→ WORK ITEM
This task calls for copying every line of the records that includes the word "define".

Stored data:
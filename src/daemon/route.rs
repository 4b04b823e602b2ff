// src/daemon/route.rs

use std::path::Path;

use anyhow::{Context, Result};
use globset::{Glob, GlobSet, GlobSetBuilder};

use crate::project::ProjectLayout;

/// Which build pipeline a changed path feeds.
#[derive(Debug, Clone, Copy, PartialEq, Eq)]
pub enum Pipeline {
    Web,
    Native,
}

/// Decide which pipeline (if any) cares about a changed path.
///
/// The generated ephemeral directory is checked first and ignored outright:
/// the web build writes there on every pass, and reacting to those writes
/// would retrigger forever. Native changes only count for `.rs` files; the
/// native tree's build outputs and editor droppings churn constantly.
pub fn route_change(layout: &ProjectLayout, exclude: &GlobSet, path: &Path) -> Option<Pipeline> {
    if path.starts_with(&layout.ephemeral_dir) {
        return None;
    }

    if let Some(rel) = relative_str(&layout.root, path) {
        if exclude.is_match(&rel) {
            return None;
        }
    }

    if path.starts_with(&layout.js_src) {
        return Some(Pipeline::Web);
    }

    if path.starts_with(&layout.native_src) && path.extension().is_some_and(|ext| ext == "rs") {
        return Some(Pipeline::Native);
    }

    None
}

/// Compile the configured exclude patterns, matched against root-relative
/// paths with forward slashes.
pub fn build_exclude_set(patterns: &[String]) -> Result<GlobSet> {
    let mut builder = GlobSetBuilder::new();
    for pat in patterns {
        let glob = Glob::new(pat).with_context(|| format!("invalid glob pattern: {pat}"))?;
        builder.add(glob);
    }
    Ok(builder.build()?)
}

/// Convert a path into a string relative to `root`, with forward slashes.
///
/// Returns `None` if the path is not under `root` and cannot be relativized.
fn relative_str(root: &Path, path: &Path) -> Option<String> {
    let rel = path.strip_prefix(root).ok()?;
    let s = rel.to_string_lossy().replace('\\', "/");
    Some(s)
}
// src/bundler/esbuild.rs

use std::future::Future;
use std::path::{Path, PathBuf};
use std::pin::Pin;

use anyhow::{Context, Result};
use tracing::debug;

use crate::bundler::{BundleHandle, BundleSpec, Bundler, Platform};
use crate::exec::{spawn_process, SpawnOptions};

/// Bundler implementation driving the esbuild executable.
pub struct Esbuild {
    program: PathBuf,
}

impl Esbuild {
    pub fn new(program: impl Into<PathBuf>) -> Self {
        Self {
            program: program.into(),
        }
    }

    /// Prefer the project-local esbuild install when present, falling back
    /// to `program` as given (resolved through PATH).
    pub fn resolve(root: &Path, program: &str) -> Self {
        let local = root.join("node_modules").join(".bin").join(program);
        if local.is_file() {
            debug!(program = %local.display(), "using project-local bundler");
            return Self::new(local);
        }
        Self::new(program)
    }
}

impl Bundler for Esbuild {
    fn build(
        &self,
        spec: BundleSpec,
    ) -> Pin<Box<dyn Future<Output = Result<Box<dyn BundleHandle>>> + Send + '_>> {
        let program = self.program.clone();
        Box::pin(async move {
            let args = bundle_args(&spec);
            run_bundle(&program, &spec.name, &args).await?;
            Ok(Box::new(EsbuildHandle {
                program,
                name: spec.name,
                args,
            }) as Box<dyn BundleHandle>)
        })
    }
}

/// Handle for a previously built bundle.
///
/// esbuild runs as an external process here, so "incremental" degrades to
/// re-running the retained invocation; callers see the same build/rebuild
/// split either way.
pub struct EsbuildHandle {
    program: PathBuf,
    name: String,
    args: Vec<String>,
}

impl BundleHandle for EsbuildHandle {
    fn rebuild(&self) -> Pin<Box<dyn Future<Output = Result<()>> + Send + '_>> {
        Box::pin(async move { run_bundle(&self.program, &self.name, &self.args).await })
    }
}

async fn run_bundle(program: &Path, name: &str, args: &[String]) -> Result<()> {
    debug!(bundle = %name, program = %program.display(), "invoking bundler");

    let bundle = name.to_string();
    let opts = SpawnOptions::new(program.to_string_lossy())
        .args(args.iter().cloned())
        // esbuild reports warnings and its summary on stderr.
        .on_stderr(move |chunk| {
            for line in chunk.lines() {
                debug!(bundle = %bundle, "esbuild: {line}");
            }
        });

    let spawned = spawn_process(opts)?;
    spawned
        .completion
        .wait()
        .await
        .with_context(|| format!("bundling '{name}'"))?;
    Ok(())
}

/// Map a [`BundleSpec`] onto esbuild's command line.
pub fn bundle_args(spec: &BundleSpec) -> Vec<String> {
    let mut args = Vec::new();

    for entry in &spec.entry_points {
        args.push(entry.to_string_lossy().into_owned());
    }
    args.push("--bundle".to_string());
    args.push(format!("--outdir={}", spec.outdir.display()));

    match spec.platform {
        Platform::Browser => args.push("--platform=browser".to_string()),
        Platform::Node => args.push("--platform=node".to_string()),
    }
    if !spec.target.is_empty() {
        args.push(format!("--target={}", spec.target.join(",")));
    }
    if spec.sourcemap {
        args.push("--sourcemap".to_string());
    }
    if spec.minify {
        args.push("--minify".to_string());
    }
    for (key, value) in &spec.define {
        args.push(format!("--define:{key}={value}"));
    }
    for (ext, loader) in &spec.loaders {
        args.push(format!("--loader:{ext}={loader}"));
    }
    for (alias, dir) in &spec.aliases {
        args.push(format!("--alias:{alias}={}", dir.display()));
    }

    args
}
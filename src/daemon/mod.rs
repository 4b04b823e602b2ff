// src/daemon/mod.rs

//! The development daemon.
//!
//! Wires filesystem changes into two independent debounced pipelines:
//! - **web**: bundle web + server entrypoints, stamp the build version,
//!   restart the supervised dev server on success (`web.rs`).
//! - **native**: run the external native build script (`native.rs`).
//!
//! Routing lives in `route.rs`; the server process lifecycle in `server.rs`.

pub mod native;
pub mod route;
pub mod server;
pub mod web;

pub use native::NativePipeline;
pub use route::{build_exclude_set, route_change, Pipeline};
pub use server::{classify_exit, ServerExit, ServerSupervisor};
pub use web::WebPipeline;

use std::sync::Arc;
use std::time::Duration;

use anyhow::Result;
use globset::GlobSet;
use tracing::{debug, info};

use crate::bundler::Bundler;
use crate::config::ConfigFile;
use crate::engine::DebouncedBuilder;
use crate::project::ProjectLayout;
use crate::watch;

/// Top-level daemon owning the watch subscription, both pipelines and the
/// server supervisor.
pub struct DevDaemon {
    layout: ProjectLayout,
    exclude: GlobSet,
    web: DebouncedBuilder,
    native: DebouncedBuilder,
    supervisor: Option<Arc<ServerSupervisor>>,
}

impl DevDaemon {
    /// Wire up both pipelines. `serve` controls whether a server supervisor
    /// is attached; the one-shot mode builds without serving.
    pub fn new(
        layout: ProjectLayout,
        cfg: &ConfigFile,
        bundler: Box<dyn Bundler>,
        serve: bool,
    ) -> Result<Self> {
        let exclude = build_exclude_set(&cfg.watch.exclude)?;
        let period = Duration::from_millis(cfg.build.period_ms);

        let supervisor = serve.then(|| {
            Arc::new(ServerSupervisor::new(
                &cfg.server.runtime,
                layout.server_entry(),
            ))
        });

        let web = WebPipeline::new(
            layout.clone(),
            cfg.build.entrypoints.clone(),
            bundler,
            supervisor.clone(),
        );
        let native = NativePipeline::new(layout.native_build_script(&cfg.native.script));

        Ok(Self {
            layout,
            exclude,
            web: DebouncedBuilder::new(Box::new(web), period),
            native: DebouncedBuilder::new(Box::new(native), period),
            supervisor,
        })
    }

    /// Run one pass of both pipelines and return.
    pub async fn build_once(&self) {
        self.web.rebuild().await;
        self.native.rebuild().await;
    }

    /// Watch for changes and keep rebuilding until Ctrl-C.
    ///
    /// The first web pass is eager: it starts as soon as the watcher is up,
    /// without waiting for a change. Triggers landing during that pass queue
    /// behind it like any other.
    pub async fn run(&self) -> Result<()> {
        let roots = [self.layout.js_src.clone(), self.layout.native_src.clone()];
        let (mut events, _watcher) = watch::spawn_watcher(&roots)?;

        let web = self.web.clone();
        tokio::spawn(async move { web.rebuild().await });

        info!("watching for changes");

        loop {
            tokio::select! {
                _ = tokio::signal::ctrl_c() => {
                    info!("shutting down");
                    break;
                }
                event = events.recv() => {
                    let Some(event) = event else {
                        debug!("watch channel closed");
                        break;
                    };
                    for path in &event.paths {
                        match route_change(&self.layout, &self.exclude, path) {
                            Some(Pipeline::Web) => self.web.touch(),
                            Some(Pipeline::Native) => self.native.touch(),
                            None => {}
                        }
                    }
                }
            }
        }

        if let Some(supervisor) = &self.supervisor {
            supervisor.shutdown();
        }

        Ok(())
    }
}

→ REPLY
    for (key, value) in &spec.define {
        args.push(format!("--define:{key}={value}"));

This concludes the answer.